Mermer taşın tamamında çiçekli süslemeler ve hilaller var.

Anıtın en önemli özelliği ise Ukrayna’da korunmuş tek tarihi Osmanlı anıtı olması…

Dahası,

Odessa’daki Tatarpınarı Kalesi

Lviv’deki Yüksek Kale

“Küçük İstanbul” olarak da bilinen Kefe’deki Müftü Camii

Kırım’daki Mengli Giray Türbesi

Yine Kırım’daki Zincirli Medrese

Kamyanets-Podilski’deki Kamaniçe Türk Köprüsü ve Kamaniçe Türk Minaresi

Sudak’taki Suğdak Kalesi

Ve Sivastopol Türk Şehitliği, Meçişçiv Şehitliği gibi bölgede onlarca şehitlik…

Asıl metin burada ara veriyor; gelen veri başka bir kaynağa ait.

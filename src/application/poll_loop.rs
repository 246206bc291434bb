// Poll loop - fetch, normalize, store, evaluate and dispatch on every tick
use crate::application::ports::{Actuator, TimeseriesSource};
use crate::application::series_store::SeriesStore;
use crate::domain::command::CommandRequest;
use crate::domain::error::MonitorError;
use crate::domain::metric::{Metric, RawSample, Sample};
use crate::domain::threshold::{AlertDecision, CommandedState, ThresholdRule, evaluate};
use chrono::{DateTime, Utc};
use serde::Deserialize;
use std::collections::BTreeMap;
use std::sync::Arc;
use std::time::Duration;
use tokio::sync::watch;
use tokio::time::MissedTickBehavior;

/// How the fetched window of a metric becomes the one sample stored per cycle.
#[derive(Debug, Clone, Copy, PartialEq, Eq, Default, Deserialize)]
#[serde(rename_all = "snake_case")]
pub enum SeriesAggregation {
    /// The freshest sample of the window.
    #[default]
    Latest,
    /// Mean of the whole window, stamped with the freshest sample's instants.
    WindowMean,
}

#[derive(Debug, Clone)]
pub struct PollSettings {
    pub interval: Duration,
    pub last_n: usize,
    pub fetch_timeout: Duration,
    pub dispatch_timeout: Duration,
    pub actuator_retries: u32,
    pub retry_backoff: Duration,
    pub shutdown_grace: Duration,
    pub aggregation: SeriesAggregation,
    pub target_entity_id: String,
}

/// Outcome of a single cycle.
#[derive(Debug)]
pub struct CycleReport {
    pub present: Vec<Metric>,
    pub failures: Vec<(Metric, MonitorError)>,
    pub decision: AlertDecision,
    pub append: Result<(), MonitorError>,
    /// Cycles held by the store once this cycle is done.
    pub series_len: usize,
    /// `None` when no metric produced data, so nothing was commanded.
    pub dispatch: Option<Result<(), MonitorError>>,
}

impl CycleReport {
    fn log(&self) {
        for (metric, err) in &self.failures {
            tracing::warn!(%metric, error = %err, "metric absent this cycle");
        }
        if let Err(err) = &self.append {
            tracing::warn!(error = %err, "series append skipped");
        }
        for violation in &self.decision.violations {
            tracing::info!(metric = %violation.rule.metric, value = violation.observed, "{}", violation.message);
        }
        match &self.dispatch {
            Some(Ok(())) => tracing::info!(
                present = self.present.len(),
                state = self.decision.commanded_state.command_name(),
                alerts = ?self.decision.messages(),
                series_len = self.series_len,
                "cycle complete"
            ),
            Some(Err(err)) => tracing::warn!(error = %err, "actuator dispatch failed"),
            None => tracing::warn!("no metric returned data, actuator not commanded"),
        }
    }
}

pub struct PollLoop {
    source: Arc<dyn TimeseriesSource>,
    actuator: Arc<dyn Actuator>,
    store: SeriesStore,
    rules: Vec<ThresholdRule>,
    settings: PollSettings,
}

impl PollLoop {
    pub fn new(
        source: Arc<dyn TimeseriesSource>,
        actuator: Arc<dyn Actuator>,
        store: SeriesStore,
        rules: Vec<ThresholdRule>,
        settings: PollSettings,
    ) -> Self {
        Self {
            source,
            actuator,
            store,
            rules,
            settings,
        }
    }

    #[cfg(test)]
    pub fn store(&self) -> &SeriesStore {
        &self.store
    }

    /// Run cycles on every tick until `shutdown` turns true or its sender is
    /// dropped. A cycle still in flight at shutdown gets `shutdown_grace` to
    /// finish before it is abandoned.
    pub async fn run(mut self, mut shutdown: watch::Receiver<bool>) {
        let mut ticker = tokio::time::interval(self.settings.interval);
        ticker.set_missed_tick_behavior(MissedTickBehavior::Delay);
        let grace = self.settings.shutdown_grace;

        tracing::info!(
            interval = ?self.settings.interval,
            last_n = self.settings.last_n,
            rules = self.rules.len(),
            "poll loop started"
        );

        loop {
            tokio::select! {
                biased;
                _ = wait_for_shutdown(&mut shutdown) => break,
                _ = ticker.tick() => {
                    tokio::select! {
                        report = self.run_cycle() => report.log(),
                        _ = abandon_after(&mut shutdown, grace) => {
                            tracing::warn!(?grace, "abandoning in-flight cycle");
                            break;
                        }
                    }
                }
            }
        }

        tracing::info!("poll loop stopped");
    }

    pub async fn run_cycle(&mut self) -> CycleReport {
        let this = &*self;
        let fetches = Metric::ALL.map(|metric| async move { (metric, this.fetch_window(metric).await) });
        let results = futures::future::join_all(fetches).await;
        let received_at = Utc::now();

        let mut failures = Vec::new();
        let mut windows: BTreeMap<Metric, Vec<Sample>> = BTreeMap::new();
        for (metric, outcome) in results {
            match outcome.and_then(|raw| normalize_window(metric, &raw, received_at)) {
                Ok(samples) if samples.is_empty() => {
                    tracing::debug!(%metric, "no data yet");
                }
                Ok(samples) => {
                    windows.insert(metric, samples);
                }
                Err(err) => failures.push((metric, err)),
            }
        }

        let mut latest = BTreeMap::new();
        let mut cycle_samples = BTreeMap::new();
        for (metric, samples) in &windows {
            let Some(fresh) = freshest(samples) else {
                continue;
            };
            latest.insert(*metric, fresh.value);
            cycle_samples.insert(*metric, self.cycle_sample(samples, fresh));
        }

        let decision = evaluate(&latest, &self.rules);
        let append = self.store.append_cycle(&cycle_samples);
        let dispatch = if latest.is_empty() {
            None
        } else {
            Some(self.dispatch(decision.commanded_state).await)
        };

        CycleReport {
            present: latest.keys().copied().collect(),
            failures,
            decision,
            append,
            series_len: self.store.snapshot().len(),
            dispatch,
        }
    }

    async fn fetch_window(&self, metric: Metric) -> Result<Vec<RawSample>, MonitorError> {
        let timeout = self.settings.fetch_timeout;
        tracing::debug!(%metric, last_n = self.settings.last_n, "fetching");

        match tokio::time::timeout(timeout, self.source.fetch(metric, self.settings.last_n)).await {
            Ok(result) => result,
            Err(_) => Err(MonitorError::Upstream {
                url: self.source.endpoint(metric),
                status: None,
                reason: format!("timed out after {:?}", timeout),
            }),
        }
    }

    fn cycle_sample(&self, samples: &[Sample], latest: &Sample) -> Sample {
        match self.settings.aggregation {
            SeriesAggregation::Latest => latest.clone(),
            SeriesAggregation::WindowMean => {
                let mean = samples.iter().map(|s| s.value).sum::<f64>() / samples.len() as f64;
                Sample {
                    value: mean,
                    ..latest.clone()
                }
            }
        }
    }

    async fn dispatch(&self, state: CommandedState) -> Result<(), MonitorError> {
        let command = CommandRequest::new(self.settings.target_entity_id.clone(), state);
        let mut attempt = 0;

        loop {
            let outcome = match tokio::time::timeout(self.settings.dispatch_timeout, self.actuator.send(&command)).await {
                Ok(result) => result,
                Err(_) => Err(MonitorError::Actuator {
                    status: None,
                    body: format!("timed out after {:?}", self.settings.dispatch_timeout),
                }),
            };

            match outcome {
                Ok(()) => return Ok(()),
                Err(err) if attempt < self.settings.actuator_retries => {
                    attempt += 1;
                    tracing::warn!(error = %err, attempt, "retrying actuator command");
                    tokio::time::sleep(self.settings.retry_backoff).await;
                }
                Err(err) => return Err(err),
            }
        }
    }
}

fn normalize_window(metric: Metric, raw: &[RawSample], received_at: DateTime<Utc>) -> Result<Vec<Sample>, MonitorError> {
    raw.iter()
        .map(|r| Sample::from_raw(metric, r, received_at))
        .collect()
}

fn freshest(samples: &[Sample]) -> Option<&Sample> {
    samples.iter().max_by_key(|s| s.observed_at)
}

/// Resolves once shutdown is requested or nobody can request it any more.
async fn wait_for_shutdown(shutdown: &mut watch::Receiver<bool>) {
    loop {
        if *shutdown.borrow_and_update() {
            return;
        }
        if shutdown.changed().await.is_err() {
            return;
        }
    }
}

async fn abandon_after(shutdown: &mut watch::Receiver<bool>, grace: Duration) {
    wait_for_shutdown(shutdown).await;
    tokio::time::sleep(grace).await;
}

Hepsi o kadar önemli, o kadar değerli varlıkları ki,

Neden yazdığımı tahmin edebiliyorsunuzdur.

Savaş sonrası önce insan kıyımı gözler önüne serilir ardından yerleşim yerlerinin çöktüğü görüntüler ve ardından,

Bölgenin tarihini, kimliğini oluşturan kültürel varlıklar iç acıtır.

Yokturlar artık, hafıza silinmiştir.

Olan insana ve tarihe oluyor da kim bununla dertleniyor?

***

İki söz…

“Eğer geneli kucaklayan bir ideanız, bir felsefeniz yoksa o zaman yüzünüze karşı esen olumsuz rüzgardan hareket edemez hale gelirsiniz… Hatta onun peşi sıra sürüklenirsiniz. Böylece karşı tarafın felsefesinin dinamizminin insafına terk edilirsiniz.”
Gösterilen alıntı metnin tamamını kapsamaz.